Federal legislators have let expire a 26-year-old moratorium against oil exploration and development in most of our nation's coastal waters. The lapse of the ban signals a long-fought victory for Americans.

Despite claims to the contrary, this increased access promises both long- and short-term benefits. More access to domestic energy resources will ultimately bolster our longstanding energy goals: less imports, more economic activity, and more revenue for state and local governments. And the benefits are immediate.

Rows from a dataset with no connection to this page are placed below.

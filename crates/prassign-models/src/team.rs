use serde::{Deserialize, Serialize};

use crate::User;

#[derive(Debug, Clone, Default, Serialize, Deserialize, PartialEq, Eq)]
pub struct TeamMember {
    pub user_id: String,
    pub username: String,
    pub is_active: bool,
}

impl From<User> for TeamMember {
    fn from(user: User) -> Self {
        Self {
            user_id: user.user_id,
            username: user.username,
            is_active: user.is_active,
        }
    }
}

#[derive(Debug, Clone, Default, Serialize, Deserialize, PartialEq, Eq)]
pub struct Team {
    pub team_name: String,
    pub members: Vec<TeamMember>,
}

impl Team {
    /// Members converted to users scoped to this team.
    pub fn users(&self) -> Vec<User> {
        self.members
            .iter()
            .cloned()
            .map(|m| User::from_member(&self.team_name, m))
            .collect()
    }
}
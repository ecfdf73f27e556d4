use prassign_config::Config;
use sqlx::{postgres::PgPoolOptions, Connection, PgConnection, PgPool};

use crate::run_migrations;

async fn create_postgres_connection(base_url: &str) -> PgConnection {
    create_connection(&create_db_url(base_url, "postgres")).await
}

async fn create_db_connection(base_url: &str, db_name: &str) -> PgConnection {
    create_connection(&create_db_url(base_url, db_name)).await
}

/// Pool on a throwaway test database.
pub async fn create_db_pool_connection(config: &Config, base_url: &str, db_name: &str) -> PgPool {
    let db_url = create_db_url(base_url, db_name);

    PgPoolOptions::new()
        .max_connections(config.database.pg.pool_size)
        .connect(&db_url)
        .await
        .unwrap()
}

async fn create_connection(db_url: &str) -> PgConnection {
    PgConnection::connect(db_url).await.unwrap()
}

async fn terminate_connections(conn: &mut PgConnection, db_name: &str) {
    sqlx::query(
        r#"
        SELECT pg_terminate_backend(pg_stat_activity.pid)
        FROM pg_stat_activity
        WHERE datname = $1
        AND pid <> pg_backend_pid();
    "#,
    )
    .bind(db_name)
    .execute(conn)
    .await
    .unwrap();
}

async fn recreate_database(conn: &mut PgConnection, db_name: &str) {
    drop_database(conn, db_name).await;
    sqlx::query(&format!(r#"CREATE DATABASE "{db_name}";"#))
        .execute(conn)
        .await
        .unwrap();
}

async fn drop_database(conn: &mut PgConnection, db_name: &str) {
    sqlx::query(&format!(r#"DROP DATABASE IF EXISTS "{db_name}";"#))
        .execute(conn)
        .await
        .unwrap();
}

/// Strip the database name from a connection URL.
pub fn get_base_url(url: &str) -> String {
    url.split('/').take(3).collect::<Vec<_>>().join("/")
}

pub async fn setup_test_db(base_url: &str, db_name: &str) {
    {
        let mut conn = create_postgres_connection(base_url).await;
        terminate_connections(&mut conn, db_name).await;
        recreate_database(&mut conn, db_name).await;
    }

    {
        let mut conn = create_db_connection(base_url, db_name).await;
        run_migrations(&mut conn).await.unwrap();
    }
}

pub async fn teardown_test_db(base_url: &str, db_name: &str) {
    let mut conn = create_postgres_connection(base_url).await;
    terminate_connections(&mut conn, db_name).await;
    drop_database(&mut conn, db_name).await;
}

pub fn create_db_url(base_url: &str, db_name: &str) -> String {
    format!("{base_url}/{db_name}")
}
use async_trait::async_trait;
use prassign_models::User;
use shaku::{Component, Interface};

use crate::{CoreContext, Result};

#[cfg_attr(any(test, feature = "testkit"), mockall::automock)]
#[async_trait]
pub trait SetUserIsActiveInterface: Interface {
    async fn run<'a>(&self, ctx: &CoreContext<'a>, user_id: &str, is_active: bool)
        -> Result<User>;
}

#[derive(Component)]
#[shaku(interface = SetUserIsActiveInterface)]
pub(crate) struct SetUserIsActive;

#[async_trait]
impl SetUserIsActiveInterface for SetUserIsActive {
    #[tracing::instrument(skip(self, ctx), ret)]
    async fn run<'a>(
        &self,
        ctx: &CoreContext<'a>,
        user_id: &str,
        is_active: bool,
    ) -> Result<User> {
        Ok(ctx.db_service.users_set_is_active(user_id, is_active).await?)
    }
}
use chrono::{DateTime, Utc};
use serde::{Deserialize, Serialize};

/// Backend role for an account.
#[derive(Debug, Clone, Copy, PartialEq, Eq, Serialize, Deserialize)]
#[serde(rename_all = "lowercase")]
pub enum Role {
    User,
    Admin,
}

/// User payload returned by `GET /auth/me`, `POST /users/` and `GET /users/{id}`.
#[derive(Debug, Clone, Serialize, Deserialize)]
pub struct UserResponse {
    pub id: String,
    pub email: String,
    pub username: String,
    pub role: Role,
    pub is_active: bool,
    pub created_at: DateTime<Utc>,
    pub updated_at: DateTime<Utc>,
}

/// Seller rating summary shown on piece pages.
#[derive(Debug, Clone, Copy, PartialEq, Serialize, Deserialize)]
pub struct Rating {
    pub average: f64,
    pub count: u32,
}

/// The authenticated identity held by the session manager.
///
/// This is the session-facing view of an account: identity plus the
/// verification/rating metadata the storefront renders next to the name.
#[derive(Debug, Clone, Serialize, Deserialize)]
pub struct User {
    pub id: String,
    pub name: String,
    pub email: String,
    pub role: Role,
    #[serde(default)]
    pub verified_seller: bool,
    #[serde(default)]
    pub rating: Option<Rating>,
}

impl From<UserResponse> for User {
    fn from(resp: UserResponse) -> Self {
        Self {
            id: resp.id,
            name: resp.username,
            email: resp.email,
            role: resp.role,
            verified_seller: false,
            rating: None,
        }
    }
}

/// Public seller profile from the catalog data layer.
#[derive(Debug, Clone, Serialize, Deserialize)]
pub struct Seller {
    pub id: String,
    pub name: String,
    pub bio: String,
    pub location: String,
    pub member_since: String,
    pub verified_seller: bool,
    pub rating: Rating,
    pub total_sales: u32,
}
//! The auth gate: the checkpoint in front of actions that need a session.
//!
//! Gated actions call `require_auth`. Authenticated users pass straight
//! through; anonymous users get their action parked in the intent store and
//! a sign-in prompt raised. The prompt is a two-state machine:
//!
//! ```text
//! Idle -> Shown(context)   on require_auth while anonymous
//! Shown -> Idle            on confirm (intent kept) or cancel (intent dropped)
//! ```
//!
//! The context tag only selects prompt copy; it never influences what happens
//! after authentication.

use std::sync::{Arc, Mutex};

use crate::nav::Route;

use super::intent::{Intent, IntentStore};
use super::session::SessionManager;

/// What the prompt is about, for copy selection only.
#[derive(Debug, Clone, Copy, PartialEq, Eq)]
pub enum PromptContext {
    Cart,
    Profile,
    Favorite,
    Upload,
    Message,
}

#[derive(Debug, Clone, Copy, PartialEq, Eq)]
pub enum PromptState {
    Idle,
    Shown(PromptContext),
}

/// Outcome of a gate check.
#[derive(Debug, Clone, Copy, PartialEq, Eq)]
pub enum GateDecision {
    /// A session exists; the caller performs the action immediately.
    Allowed,
    /// The action was parked and a prompt raised; the caller stops here.
    Deferred,
}

/// Headline and message for the sign-in prompt.
#[derive(Debug, Clone, Copy, PartialEq, Eq)]
pub struct PromptCopy {
    pub headline: &'static str,
    pub message: &'static str,
}

#[derive(Clone)]
pub struct AuthGate {
    session: SessionManager,
    intents: IntentStore,
    state: Arc<Mutex<PromptState>>,
}

impl AuthGate {
    pub fn new(session: SessionManager, intents: IntentStore) -> Self {
        Self {
            session,
            intents,
            state: Arc::new(Mutex::new(PromptState::Idle)),
        }
    }

    /// Check whether `intent` may run now. If not, park it and raise the
    /// prompt with the given context.
    pub fn require_auth(&self, intent: Intent, context: PromptContext) -> GateDecision {
        if self.session.is_authenticated() {
            return GateDecision::Allowed;
        }
        self.intents.set(intent);
        *self.state.lock().expect("gate lock poisoned") = PromptState::Shown(context);
        GateDecision::Deferred
    }

    /// The user chose to sign in: hide the prompt, keep the parked intent,
    /// and hand back the route to the authentication entry point.
    pub fn confirm_prompt(&self) -> Route {
        *self.state.lock().expect("gate lock poisoned") = PromptState::Idle;
        Route::Login
    }

    /// The user dismissed the prompt: hide it and drop the parked intent so
    /// it cannot resurface after a later, unrelated login.
    pub fn cancel_prompt(&self) {
        *self.state.lock().expect("gate lock poisoned") = PromptState::Idle;
        self.intents.clear();
    }

    pub fn prompt(&self) -> PromptState {
        *self.state.lock().expect("gate lock poisoned")
    }

    /// Prompt copy for a context.
    pub fn prompt_copy(context: PromptContext) -> PromptCopy {
        match context {
            PromptContext::Cart => PromptCopy {
                headline: "Sign in to save this piece",
                message: "Create an account or sign in to add pieces to your bag.",
            },
            PromptContext::Profile => PromptCopy {
                headline: "Sign in to view your profile",
                message: "Access your profile, orders, and saved pieces.",
            },
            PromptContext::Favorite => PromptCopy {
                headline: "Sign in to save this piece",
                message: "Create an account or sign in to save pieces for later.",
            },
            PromptContext::Upload => PromptCopy {
                headline: "Create an account to sell your piece",
                message: "Join our curated community of sellers and share your pieces.",
            },
            PromptContext::Message => PromptCopy {
                headline: "Sign in to contact the seller",
                message: "Create an account or sign in to message sellers.",
            },
        }
    }
}

#[cfg(test)]
mod tests {
    use std::sync::Arc;

    use super::*;
    use crate::api::transport::scripted::ScriptedTransport;
    use crate::api::ApiClient;
    use crate::auth::tokens::TokenStore;

    const LOGIN_OK: &str = r#"{"access_token":"acc-1","refresh_token":"ref-1"}"#;
    const ME_OK: &str = r#"{
        "id": "auth-user-001",
        "email": "anna.larsson@example.com",
        "username": "anna.larsson",
        "role": "user",
        "is_active": true,
        "created_at": "2023-09-12T08:00:00Z",
        "updated_at": "2024-01-05T10:30:00Z"
    }"#;

    fn gate_with(transport: Arc<ScriptedTransport>) -> (AuthGate, SessionManager, IntentStore) {
        let tokens = TokenStore::in_memory();
        let api = ApiClient::with_transport("http://test", tokens.clone(), transport);
        let intents = IntentStore::new();
        let session = SessionManager::new(api, tokens, intents.clone());
        let gate = AuthGate::new(session.clone(), intents.clone());
        (gate, session, intents)
    }

    #[test]
    fn test_anonymous_action_is_deferred() {
        let (gate, _, intents) = gate_with(Arc::new(ScriptedTransport::new()));

        let decision = gate.require_auth(
            Intent::AddToCart {
                product_id: "vtg-001".to_string(),
            },
            PromptContext::Cart,
        );
        assert_eq!(decision, GateDecision::Deferred);
        assert_eq!(gate.prompt(), PromptState::Shown(PromptContext::Cart));
        assert!(intents.is_pending());
    }

    #[tokio::test]
    async fn test_authenticated_action_passes_through() {
        let transport = Arc::new(ScriptedTransport::new());
        transport.push(200, LOGIN_OK);
        transport.push(200, ME_OK);
        let (gate, session, intents) = gate_with(transport);
        session.login("anna.larsson@example.com", "secret1").await;

        let decision = gate.require_auth(Intent::VisitProfile, PromptContext::Profile);
        assert_eq!(decision, GateDecision::Allowed);
        assert_eq!(gate.prompt(), PromptState::Idle);
        assert!(!intents.is_pending());
    }

    #[test]
    fn test_cancel_clears_intent() {
        let (gate, _, intents) = gate_with(Arc::new(ScriptedTransport::new()));
        gate.require_auth(Intent::VisitProfile, PromptContext::Profile);

        gate.cancel_prompt();
        assert_eq!(gate.prompt(), PromptState::Idle);
        assert_eq!(intents.take(), None);
    }

    #[test]
    fn test_confirm_keeps_intent_and_routes_to_login() {
        let (gate, _, intents) = gate_with(Arc::new(ScriptedTransport::new()));
        gate.require_auth(Intent::UploadPiece, PromptContext::Upload);

        let route = gate.confirm_prompt();
        assert_eq!(route, Route::Login);
        assert_eq!(gate.prompt(), PromptState::Idle);
        assert_eq!(intents.take(), Some(Intent::UploadPiece));
    }

    #[test]
    fn test_prompt_copy_varies_by_context() {
        let cart = AuthGate::prompt_copy(PromptContext::Cart);
        let upload = AuthGate::prompt_copy(PromptContext::Upload);
        assert_ne!(cart.message, upload.message);
        assert_eq!(upload.headline, "Create an account to sell your piece");
    }
}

Even before U.S. energy companies begin to actually produce the estimated 18 billion barrels of oil currently locked away in our outer continental shelf (OCS), investors will act. Expanding domestic access will attract more capital to American oil and gas companies, bolstering their position in the global market. More capital means more jobs. Employment opportunity in the energy industry -- ranging from infrastructure development to technological development -- will boom.

However, this good news is not yet actionable even though the OCS ban has expired. House Speaker Nancy Pelosi and other anti-access lawmakers plan to rehash the issue "with new leadership in the White House next year." And it's unlikely that our oil and gas companies will invest a billion or so dollars to construct and operate an offshore oil well when the government may wipe it out at any moment with the stroke of a pen.

So even though inaction gave us access to our country's rich natural resources, it's going to take a clear plan of action to keep it that way.

In September, the House passed an energy plan sponsored by Pelosi. Her so-called "drilling" legislation actually bans more of America's offshore resources than the previous moratorium. It prohibits drilling in any areas within 50 miles of shore -- the same area that contains the vast majority of the estimated recoverable 18 billion barrels of oil and 76 trillion cubic feet of gas. The first 50 miles are not only the most cost-effective for companies to develop; that region also offers the greatest cash benefit for states that approve drilling.

Due to these and other problems, Pelosi's plan would ensure that at least 63 percent of our available oil would remain off limits. It can only be described as sinister that some propose opening areas to drilling that contain little recoverable energy and banning those that hold the most.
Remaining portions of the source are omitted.